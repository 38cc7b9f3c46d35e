use serde::{Deserialize, Deserializer, Serialize, Serializer};
use std::time::Duration;

use crate::util::to_hex;

/// Serializes Duration as whole milliseconds
pub fn serialize_millis<S>(duration: &Duration, serializer: S) -> Result<S::Ok, S::Error>
where
    S: Serializer,
{
    (duration.as_millis() as u64).serialize(serializer)
}

/// Deserializes Duration from whole milliseconds
pub fn deserialize_millis<'de, D>(deserializer: D) -> Result<Duration, D::Error>
where
    D: Deserializer<'de>,
{
    let millis = u64::deserialize(deserializer)?;
    Ok(Duration::from_millis(millis))
}

/// Serializes raw bytes as a lowercase hex string
pub fn serialize_hex<S, B>(bytes: B, serializer: S) -> Result<S::Ok, S::Error>
where
    S: Serializer,
    B: AsRef<[u8]>,
{
    to_hex(bytes.as_ref()).serialize(serializer)
}
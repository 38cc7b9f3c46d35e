use ph803w::{Device, DeviceConfig, DeviceEvent};
use tokio::sync::broadcast::error::RecvError;
use tracing_subscriber::EnvFilter;

#[tokio::main]
async fn main() {
    // RUST_LOG=ph803w=debug shows the protocol traffic
    tracing_subscriber::fmt()
        .with_env_filter(EnvFilter::from_default_env())
        .with_writer(std::io::stderr)
        .init();

    let Some(host) = std::env::args().nth(1) else {
        println!("Usage: telemetry 192.168.1.50");
        return;
    };

    let device = match Device::spawn(DeviceConfig::new(host)) {
        Ok(device) => device,
        Err(e) => {
            eprintln!("Invalid configuration: {}", e);
            return;
        }
    };
    let mut events = device.subscribe();

    if let Err(e) = device.connect().await {
        // auto reconnect keeps trying
        eprintln!("Connect failed: {}", e);
    }

    loop {
        let event = match events.recv().await {
            Ok(event) => event,
            Err(RecvError::Lagged(skipped)) => {
                eprintln!("Skipped {} events", skipped);
                continue;
            }
            Err(RecvError::Closed) => break,
        };
        match event {
            DeviceEvent::Connected => {
                println!("Connected");
                let device = device.clone();
                tokio::spawn(async move {
                    if let Err(e) = device.authenticate(None).await {
                        eprintln!("Login failed: {}", e);
                        return;
                    }
                    if let Err(e) = device.retrieve_data().await {
                        eprintln!("Retrieving data failed: {}", e);
                    }
                });
            }
            DeviceEvent::Disconnected => println!("Disconnected"),
            DeviceEvent::Data(reading) => match serde_json::to_string(&reading) {
                Ok(json) => println!("Data: {}", json),
                Err(e) => eprintln!("Can not serialize reading: {}", e),
            },
            DeviceEvent::Error(e) => eprintln!("Error: {}", e),
        }
    }
}
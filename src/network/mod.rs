//! Device sessions and discovery
//!
//! A [`Device`] handle drives one TCP session on its own task: connect,
//! authenticate, keepalive, telemetry and reconnects. [`Discovery`] finds
//! devices on the local network through UDP broadcast.

mod connection;
mod correlator;
mod device;
mod discovery;

#[cfg(test)]
pub(crate) mod fake_device;

pub use self::correlator::ResponseHandle;
pub use self::device::{Device, DeviceEvent};
pub use self::discovery::{
    decode_reply, discover, DiscoveredDevice, Discovery, DiscoveryEvent, PROBE,
};
use std::time::Duration;

use ph803w::{discover, DiscoveryConfig, DiscoveryEvent};
use tokio::sync::broadcast::error::RecvError;
use tokio::time::timeout;
use tracing_subscriber::EnvFilter;

const LISTEN_FOR: Duration = Duration::from_secs(10);

#[tokio::main]
async fn main() {
    tracing_subscriber::fmt()
        .with_env_filter(EnvFilter::from_default_env())
        .with_writer(std::io::stderr)
        .init();

    let (discovery, mut events) = match discover(DiscoveryConfig::default()).await {
        Ok(started) => started,
        Err(e) => {
            eprintln!("Can not start discovery: {}", e);
            return;
        }
    };

    println!("Listening for PH803-W devices for {:?}...", LISTEN_FOR);
    let _ = timeout(LISTEN_FOR, async {
        loop {
            let event = match events.recv().await {
                Ok(event) => event,
                Err(RecvError::Lagged(skipped)) => {
                    eprintln!("Skipped {} events", skipped);
                    continue;
                }
                Err(RecvError::Closed) => break,
            };
            match event {
                DiscoveryEvent::Device(device) => match serde_json::to_string(&device) {
                    Ok(json) => println!("Device: {}", json),
                    Err(e) => eprintln!("Can not serialize device: {}", e),
                },
                DiscoveryEvent::Error(e) => eprintln!("Error: {}", e),
            }
        }
    })
    .await;

    discovery.stop();
}
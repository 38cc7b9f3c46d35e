use bytes::{Buf, Bytes};

use crate::core::{FramingError, Result};

/// Bounds-checked reader over a received payload
///
/// Every read either returns the requested field and advances, or fails with
/// [`FramingError::Truncated`] and leaves the cursor where it was.
#[derive(Debug, Clone)]
pub struct FieldReader {
    buf: Bytes,
}

impl FieldReader {
    /// Creates a reader over the given bytes
    pub fn new(buf: impl Into<Bytes>) -> Self {
        FieldReader { buf: buf.into() }
    }

    /// Number of unread bytes
    pub fn remaining(&self) -> usize {
        self.buf.remaining()
    }

    fn ensure(&self, needed: usize) -> Result<()> {
        if self.buf.remaining() < needed {
            return Err(FramingError::Truncated {
                needed,
                remaining: self.buf.remaining(),
            }
            .into());
        }
        Ok(())
    }

    /// Reads one byte
    pub fn read_u8(&mut self) -> Result<u8> {
        self.ensure(1)?;
        Ok(self.buf.get_u8())
    }

    /// Reads a big-endian 16-bit value
    pub fn read_u16(&mut self) -> Result<u16> {
        self.ensure(2)?;
        Ok(self.buf.get_u16())
    }

    /// Reads exactly `len` bytes
    pub fn read_bytes(&mut self, len: usize) -> Result<Bytes> {
        self.ensure(len)?;
        Ok(self.buf.split_to(len))
    }

    /// Skips `len` bytes
    pub fn skip(&mut self, len: usize) -> Result<()> {
        self.ensure(len)?;
        self.buf.advance(len);
        Ok(())
    }

    /// Reads a field preceded by its big-endian 16-bit length
    pub fn read_length_prefixed(&mut self) -> Result<Bytes> {
        self.ensure(2)?;
        let len = u16::from_be_bytes([self.buf[0], self.buf[1]]) as usize;
        self.ensure(2 + len)?;
        self.buf.advance(2);
        Ok(self.buf.split_to(len))
    }

    /// Reads bytes up to a NUL byte and consumes the terminator
    pub fn read_nul_terminated(&mut self) -> Result<Bytes> {
        let end = self
            .buf
            .iter()
            .position(|&b| b == 0)
            .ok_or(FramingError::Unterminated)?;
        let field = self.buf.split_to(end);
        self.buf.advance(1);
        Ok(field)
    }

    /// Reads an unsigned LEB128 varint of at most 32 bits
    pub fn read_varint(&mut self) -> Result<u32> {
        let mut value: u32 = 0;
        for (i, &byte) in self.buf.iter().enumerate().take(5) {
            let bits = (byte & 0x7f) as u32;
            if i == 4 && bits > 0x0f {
                return Err(FramingError::BadVarint.into());
            }
            value |= bits << (7 * i);
            if byte & 0x80 == 0 {
                self.buf.advance(i + 1);
                return Ok(value);
            }
        }
        if self.buf.remaining() < 5 {
            return Err(FramingError::Truncated {
                needed: self.buf.remaining() + 1,
                remaining: self.buf.remaining(),
            }
            .into());
        }
        Err(FramingError::BadVarint.into())
    }

    /// Takes every unread byte
    pub fn read_remainder(&mut self) -> Bytes {
        self.buf.split_off(0)
    }
}

#[cfg(test)]
mod tests {
    use super::*;
    use crate::core::Error;

    #[test]
    fn test_fixed_width_reads() {
        let mut reader = FieldReader::new(vec![0x03, 0x02, 0xdc, 0x08]);
        assert_eq!(reader.read_u8().unwrap(), 0x03);
        assert_eq!(reader.read_u16().unwrap(), 0x02dc);
        assert_eq!(reader.remaining(), 1);

        let err = reader.read_u16().unwrap_err();
        assert!(matches!(
            err,
            Error::Framing(FramingError::Truncated { needed: 2, remaining: 1 })
        ));
        // a failed read does not consume anything
        assert_eq!(reader.read_u8().unwrap(), 0x08);
    }

    #[test]
    fn test_length_prefixed() {
        let mut reader = FieldReader::new(&b"\x00\x03abc\x00\x00rest"[..]);
        assert_eq!(&reader.read_length_prefixed().unwrap()[..], b"abc");
        assert!(reader.read_length_prefixed().unwrap().is_empty());
        assert_eq!(&reader.read_remainder()[..], b"rest");
        assert_eq!(reader.remaining(), 0);
    }

    #[test]
    fn test_length_prefixed_overrun() {
        let mut reader = FieldReader::new(&b"\x00\x09abc"[..]);
        assert!(reader.read_length_prefixed().is_err());
        assert_eq!(reader.remaining(), 5);
    }

    #[test]
    fn test_nul_terminated() {
        let mut reader = FieldReader::new(&b"api.gizwits.com:80\x004.0.8\x00"[..]);
        assert_eq!(&reader.read_nul_terminated().unwrap()[..], b"api.gizwits.com:80");
        assert_eq!(&reader.read_nul_terminated().unwrap()[..], b"4.0.8");
        assert!(matches!(
            reader.read_nul_terminated(),
            Err(Error::Framing(FramingError::Unterminated))
        ));
    }

    #[test]
    fn test_varint() {
        assert_eq!(FieldReader::new(vec![0x68]).read_varint().unwrap(), 0x68);
        assert_eq!(FieldReader::new(vec![0xac, 0x02]).read_varint().unwrap(), 300);

        let mut reader = FieldReader::new(vec![0x80]);
        assert!(matches!(
            reader.read_varint(),
            Err(Error::Framing(FramingError::Truncated { .. }))
        ));
        assert_eq!(reader.remaining(), 1);
    }
}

#### What you have to do:
Copy the records above exactly, beginning at the line that contains "pub fn new(buf: impl" and stopping after the line that contains "fn ensure(&self, needed: usize)".

#### Expected output:
    pub fn new(buf: impl Into<Bytes>) -> Self {
        FieldReader { buf: buf.into() }
    }

    /// Number of unread bytes
    pub fn remaining(&self) -> usize {
        self.buf.remaining()
    }

    fn ensure(&self, needed: usize) -> Result<()> {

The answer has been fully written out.